Repeat exactly the lines from the first line of the records through the line containing "Scripts | Notes |", and nothing more.
:: Data provided
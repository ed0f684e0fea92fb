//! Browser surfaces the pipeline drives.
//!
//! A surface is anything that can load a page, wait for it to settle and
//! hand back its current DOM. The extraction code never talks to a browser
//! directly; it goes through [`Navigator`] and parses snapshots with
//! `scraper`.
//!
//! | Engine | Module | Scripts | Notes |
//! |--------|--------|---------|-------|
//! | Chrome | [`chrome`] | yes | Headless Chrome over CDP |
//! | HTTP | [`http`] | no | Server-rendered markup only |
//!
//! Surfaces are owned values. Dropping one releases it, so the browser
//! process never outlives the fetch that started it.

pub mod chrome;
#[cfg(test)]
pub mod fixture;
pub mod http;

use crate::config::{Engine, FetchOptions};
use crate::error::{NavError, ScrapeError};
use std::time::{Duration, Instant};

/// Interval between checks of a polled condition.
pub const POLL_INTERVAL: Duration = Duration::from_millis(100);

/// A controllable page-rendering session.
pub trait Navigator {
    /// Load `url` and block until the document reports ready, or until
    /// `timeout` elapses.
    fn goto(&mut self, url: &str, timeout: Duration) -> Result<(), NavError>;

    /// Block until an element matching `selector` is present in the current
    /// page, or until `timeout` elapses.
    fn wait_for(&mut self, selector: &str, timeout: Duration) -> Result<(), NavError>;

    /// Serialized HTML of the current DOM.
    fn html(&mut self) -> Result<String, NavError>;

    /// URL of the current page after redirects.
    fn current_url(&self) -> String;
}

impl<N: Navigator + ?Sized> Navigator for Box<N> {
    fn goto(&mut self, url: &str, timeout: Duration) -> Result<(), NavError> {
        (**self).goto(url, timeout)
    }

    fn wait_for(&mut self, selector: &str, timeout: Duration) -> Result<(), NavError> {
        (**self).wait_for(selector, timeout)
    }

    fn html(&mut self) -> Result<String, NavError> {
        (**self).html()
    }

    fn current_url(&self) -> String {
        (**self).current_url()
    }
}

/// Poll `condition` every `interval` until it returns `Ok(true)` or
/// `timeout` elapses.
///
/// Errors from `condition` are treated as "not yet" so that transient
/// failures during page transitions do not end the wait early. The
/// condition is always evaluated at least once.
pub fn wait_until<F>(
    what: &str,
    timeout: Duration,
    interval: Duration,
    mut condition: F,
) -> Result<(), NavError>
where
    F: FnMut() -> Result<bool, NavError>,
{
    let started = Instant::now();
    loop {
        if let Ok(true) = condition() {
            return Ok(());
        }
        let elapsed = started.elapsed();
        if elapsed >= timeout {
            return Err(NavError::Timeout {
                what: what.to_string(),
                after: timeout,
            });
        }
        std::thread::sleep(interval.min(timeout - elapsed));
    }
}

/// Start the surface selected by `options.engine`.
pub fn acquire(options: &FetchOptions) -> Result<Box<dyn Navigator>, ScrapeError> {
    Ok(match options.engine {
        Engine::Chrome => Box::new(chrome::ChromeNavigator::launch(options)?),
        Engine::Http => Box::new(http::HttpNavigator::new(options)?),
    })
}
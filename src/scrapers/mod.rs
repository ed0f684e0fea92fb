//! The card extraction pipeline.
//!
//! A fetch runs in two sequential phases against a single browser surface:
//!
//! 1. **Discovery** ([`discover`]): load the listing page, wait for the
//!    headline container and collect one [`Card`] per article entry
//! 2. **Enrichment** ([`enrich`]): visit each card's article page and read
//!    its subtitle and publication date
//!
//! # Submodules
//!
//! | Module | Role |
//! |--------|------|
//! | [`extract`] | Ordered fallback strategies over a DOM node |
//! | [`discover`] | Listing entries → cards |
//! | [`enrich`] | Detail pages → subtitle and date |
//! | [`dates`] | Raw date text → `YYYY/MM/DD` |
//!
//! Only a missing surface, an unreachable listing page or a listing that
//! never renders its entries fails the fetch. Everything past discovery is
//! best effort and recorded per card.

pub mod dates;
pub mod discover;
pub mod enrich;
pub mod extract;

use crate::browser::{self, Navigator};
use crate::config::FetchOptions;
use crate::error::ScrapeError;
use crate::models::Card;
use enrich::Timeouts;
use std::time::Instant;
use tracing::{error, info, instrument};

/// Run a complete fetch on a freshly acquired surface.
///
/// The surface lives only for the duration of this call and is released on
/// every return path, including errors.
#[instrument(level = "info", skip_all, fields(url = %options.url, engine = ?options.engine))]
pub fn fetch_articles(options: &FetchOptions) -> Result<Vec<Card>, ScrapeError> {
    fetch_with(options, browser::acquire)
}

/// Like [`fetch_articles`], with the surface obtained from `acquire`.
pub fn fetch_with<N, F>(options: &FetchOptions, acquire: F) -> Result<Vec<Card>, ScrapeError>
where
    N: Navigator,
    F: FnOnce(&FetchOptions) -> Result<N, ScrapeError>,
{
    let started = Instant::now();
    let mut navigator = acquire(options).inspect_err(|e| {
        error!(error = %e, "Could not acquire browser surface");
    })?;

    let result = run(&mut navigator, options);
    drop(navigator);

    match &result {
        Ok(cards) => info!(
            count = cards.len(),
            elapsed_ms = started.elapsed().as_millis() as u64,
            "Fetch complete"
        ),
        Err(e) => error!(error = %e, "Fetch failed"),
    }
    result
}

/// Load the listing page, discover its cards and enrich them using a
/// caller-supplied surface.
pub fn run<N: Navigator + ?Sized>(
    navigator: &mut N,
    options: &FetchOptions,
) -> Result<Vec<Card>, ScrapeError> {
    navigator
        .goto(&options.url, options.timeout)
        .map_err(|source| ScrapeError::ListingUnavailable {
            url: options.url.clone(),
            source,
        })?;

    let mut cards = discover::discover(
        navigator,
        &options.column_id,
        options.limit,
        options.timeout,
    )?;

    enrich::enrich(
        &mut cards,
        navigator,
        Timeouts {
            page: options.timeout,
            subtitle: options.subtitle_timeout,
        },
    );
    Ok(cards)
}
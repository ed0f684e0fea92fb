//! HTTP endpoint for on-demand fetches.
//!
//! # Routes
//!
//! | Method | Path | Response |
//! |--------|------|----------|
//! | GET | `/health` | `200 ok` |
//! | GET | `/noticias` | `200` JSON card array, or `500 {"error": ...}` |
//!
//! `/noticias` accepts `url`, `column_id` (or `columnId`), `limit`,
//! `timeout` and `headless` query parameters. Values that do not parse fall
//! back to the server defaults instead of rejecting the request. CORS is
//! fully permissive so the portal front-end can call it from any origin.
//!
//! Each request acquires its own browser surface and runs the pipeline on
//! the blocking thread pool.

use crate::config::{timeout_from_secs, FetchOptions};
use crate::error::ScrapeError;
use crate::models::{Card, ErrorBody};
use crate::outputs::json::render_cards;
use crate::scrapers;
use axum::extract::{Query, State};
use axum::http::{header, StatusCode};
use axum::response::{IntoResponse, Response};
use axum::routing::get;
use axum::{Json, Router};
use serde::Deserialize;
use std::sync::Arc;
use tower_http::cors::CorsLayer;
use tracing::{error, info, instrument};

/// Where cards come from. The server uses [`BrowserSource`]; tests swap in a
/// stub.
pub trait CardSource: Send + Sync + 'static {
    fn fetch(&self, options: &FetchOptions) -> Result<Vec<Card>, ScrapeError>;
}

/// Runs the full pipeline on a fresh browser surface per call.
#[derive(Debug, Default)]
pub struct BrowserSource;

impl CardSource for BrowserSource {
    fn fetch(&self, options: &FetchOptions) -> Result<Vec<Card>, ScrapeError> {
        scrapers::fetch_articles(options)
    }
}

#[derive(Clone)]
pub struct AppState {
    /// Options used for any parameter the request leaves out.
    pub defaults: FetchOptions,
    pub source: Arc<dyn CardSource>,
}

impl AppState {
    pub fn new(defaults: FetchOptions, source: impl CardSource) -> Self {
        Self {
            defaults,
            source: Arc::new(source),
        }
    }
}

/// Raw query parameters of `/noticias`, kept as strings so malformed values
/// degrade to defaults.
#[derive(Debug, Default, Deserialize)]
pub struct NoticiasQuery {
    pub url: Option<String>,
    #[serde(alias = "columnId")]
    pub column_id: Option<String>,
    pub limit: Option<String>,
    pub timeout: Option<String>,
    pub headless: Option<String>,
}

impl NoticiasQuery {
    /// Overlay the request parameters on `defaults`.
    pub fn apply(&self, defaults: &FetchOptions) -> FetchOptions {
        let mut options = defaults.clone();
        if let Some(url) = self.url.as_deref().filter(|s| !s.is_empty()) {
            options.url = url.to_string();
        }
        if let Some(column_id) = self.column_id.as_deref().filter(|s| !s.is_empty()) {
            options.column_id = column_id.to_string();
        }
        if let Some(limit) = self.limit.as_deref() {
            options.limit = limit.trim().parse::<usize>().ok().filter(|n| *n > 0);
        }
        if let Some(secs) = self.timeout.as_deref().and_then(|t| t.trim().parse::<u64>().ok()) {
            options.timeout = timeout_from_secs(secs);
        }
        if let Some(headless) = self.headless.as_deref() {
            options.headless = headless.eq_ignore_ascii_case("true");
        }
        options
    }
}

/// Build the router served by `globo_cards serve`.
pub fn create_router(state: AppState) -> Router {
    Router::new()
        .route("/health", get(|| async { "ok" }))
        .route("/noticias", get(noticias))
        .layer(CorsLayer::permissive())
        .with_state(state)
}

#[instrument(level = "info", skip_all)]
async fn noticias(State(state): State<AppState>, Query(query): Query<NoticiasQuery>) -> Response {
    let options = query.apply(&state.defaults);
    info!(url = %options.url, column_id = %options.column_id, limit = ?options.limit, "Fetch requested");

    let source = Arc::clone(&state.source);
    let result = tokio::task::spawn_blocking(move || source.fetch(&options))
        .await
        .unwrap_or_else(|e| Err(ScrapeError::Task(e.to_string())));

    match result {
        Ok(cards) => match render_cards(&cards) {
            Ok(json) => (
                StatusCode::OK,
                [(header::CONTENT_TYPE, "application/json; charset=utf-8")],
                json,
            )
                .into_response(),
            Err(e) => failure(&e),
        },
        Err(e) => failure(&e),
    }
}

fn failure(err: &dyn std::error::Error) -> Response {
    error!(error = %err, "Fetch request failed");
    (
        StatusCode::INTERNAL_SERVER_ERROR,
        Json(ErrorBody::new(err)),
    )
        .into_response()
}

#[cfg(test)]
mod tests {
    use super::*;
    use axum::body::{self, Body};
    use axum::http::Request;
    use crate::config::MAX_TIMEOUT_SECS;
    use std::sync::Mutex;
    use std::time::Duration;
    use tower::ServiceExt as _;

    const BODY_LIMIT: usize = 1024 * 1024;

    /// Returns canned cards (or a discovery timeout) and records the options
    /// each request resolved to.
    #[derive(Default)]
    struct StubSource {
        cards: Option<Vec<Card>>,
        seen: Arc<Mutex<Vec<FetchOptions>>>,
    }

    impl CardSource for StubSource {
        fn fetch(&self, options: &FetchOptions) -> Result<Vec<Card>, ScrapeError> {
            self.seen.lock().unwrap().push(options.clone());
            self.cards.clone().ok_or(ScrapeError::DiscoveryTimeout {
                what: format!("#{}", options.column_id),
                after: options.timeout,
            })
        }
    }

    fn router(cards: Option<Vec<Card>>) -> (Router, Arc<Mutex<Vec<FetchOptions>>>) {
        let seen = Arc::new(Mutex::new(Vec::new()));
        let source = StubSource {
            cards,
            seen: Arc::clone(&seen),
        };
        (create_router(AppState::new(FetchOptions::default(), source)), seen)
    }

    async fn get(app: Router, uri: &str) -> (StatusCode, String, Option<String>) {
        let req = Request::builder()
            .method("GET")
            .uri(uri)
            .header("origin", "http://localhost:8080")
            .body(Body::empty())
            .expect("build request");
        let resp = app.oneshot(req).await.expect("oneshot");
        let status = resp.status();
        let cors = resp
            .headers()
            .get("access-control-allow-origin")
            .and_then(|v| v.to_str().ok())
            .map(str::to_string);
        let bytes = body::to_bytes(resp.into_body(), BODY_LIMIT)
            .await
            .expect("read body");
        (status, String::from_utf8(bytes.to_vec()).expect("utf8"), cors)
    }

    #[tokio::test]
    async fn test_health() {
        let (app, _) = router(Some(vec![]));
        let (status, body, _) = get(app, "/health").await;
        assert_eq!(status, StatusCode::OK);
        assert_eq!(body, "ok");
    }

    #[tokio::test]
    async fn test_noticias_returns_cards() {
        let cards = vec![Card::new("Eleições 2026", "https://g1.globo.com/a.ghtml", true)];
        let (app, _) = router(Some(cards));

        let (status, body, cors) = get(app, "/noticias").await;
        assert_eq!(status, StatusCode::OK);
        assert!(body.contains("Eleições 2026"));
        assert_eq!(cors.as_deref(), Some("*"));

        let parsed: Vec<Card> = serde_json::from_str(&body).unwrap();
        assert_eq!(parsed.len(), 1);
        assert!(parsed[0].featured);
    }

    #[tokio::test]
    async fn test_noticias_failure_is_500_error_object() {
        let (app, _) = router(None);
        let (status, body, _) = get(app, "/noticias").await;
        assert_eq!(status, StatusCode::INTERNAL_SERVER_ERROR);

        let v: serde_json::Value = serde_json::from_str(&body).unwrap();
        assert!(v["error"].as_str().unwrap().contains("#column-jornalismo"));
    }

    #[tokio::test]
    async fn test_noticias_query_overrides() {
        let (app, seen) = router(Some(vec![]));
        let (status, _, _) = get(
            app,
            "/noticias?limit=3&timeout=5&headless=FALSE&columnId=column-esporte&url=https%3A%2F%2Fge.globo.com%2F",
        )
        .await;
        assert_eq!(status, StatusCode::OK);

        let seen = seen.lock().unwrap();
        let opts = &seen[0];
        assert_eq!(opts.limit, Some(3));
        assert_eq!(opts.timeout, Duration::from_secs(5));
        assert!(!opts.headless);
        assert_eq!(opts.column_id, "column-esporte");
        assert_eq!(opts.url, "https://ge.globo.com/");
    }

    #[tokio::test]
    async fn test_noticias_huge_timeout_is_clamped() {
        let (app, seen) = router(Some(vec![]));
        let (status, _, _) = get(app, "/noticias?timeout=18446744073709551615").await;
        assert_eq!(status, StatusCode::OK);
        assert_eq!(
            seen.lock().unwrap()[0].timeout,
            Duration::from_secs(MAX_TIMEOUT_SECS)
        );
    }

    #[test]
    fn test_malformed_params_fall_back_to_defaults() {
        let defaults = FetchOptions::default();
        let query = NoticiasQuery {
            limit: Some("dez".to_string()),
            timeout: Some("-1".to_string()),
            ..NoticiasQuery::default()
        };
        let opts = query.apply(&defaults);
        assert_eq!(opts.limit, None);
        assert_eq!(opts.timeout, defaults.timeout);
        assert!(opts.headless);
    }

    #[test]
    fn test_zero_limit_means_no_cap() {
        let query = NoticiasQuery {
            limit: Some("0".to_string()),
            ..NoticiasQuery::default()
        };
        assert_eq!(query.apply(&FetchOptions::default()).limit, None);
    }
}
::::
Task solution.
repository ed0f684e0fea92fb
//! Browser surfaces the pipeline drives.
//!
//! A surface is anything that can load a page, wait for it to settle and
//! hand back its current DOM. The extraction code never talks to a browser
//! directly; it goes through [`Navigator`] and parses snapshots with
//! `scraper`.
//!
//! | Engine | Module | Scripts | Notes |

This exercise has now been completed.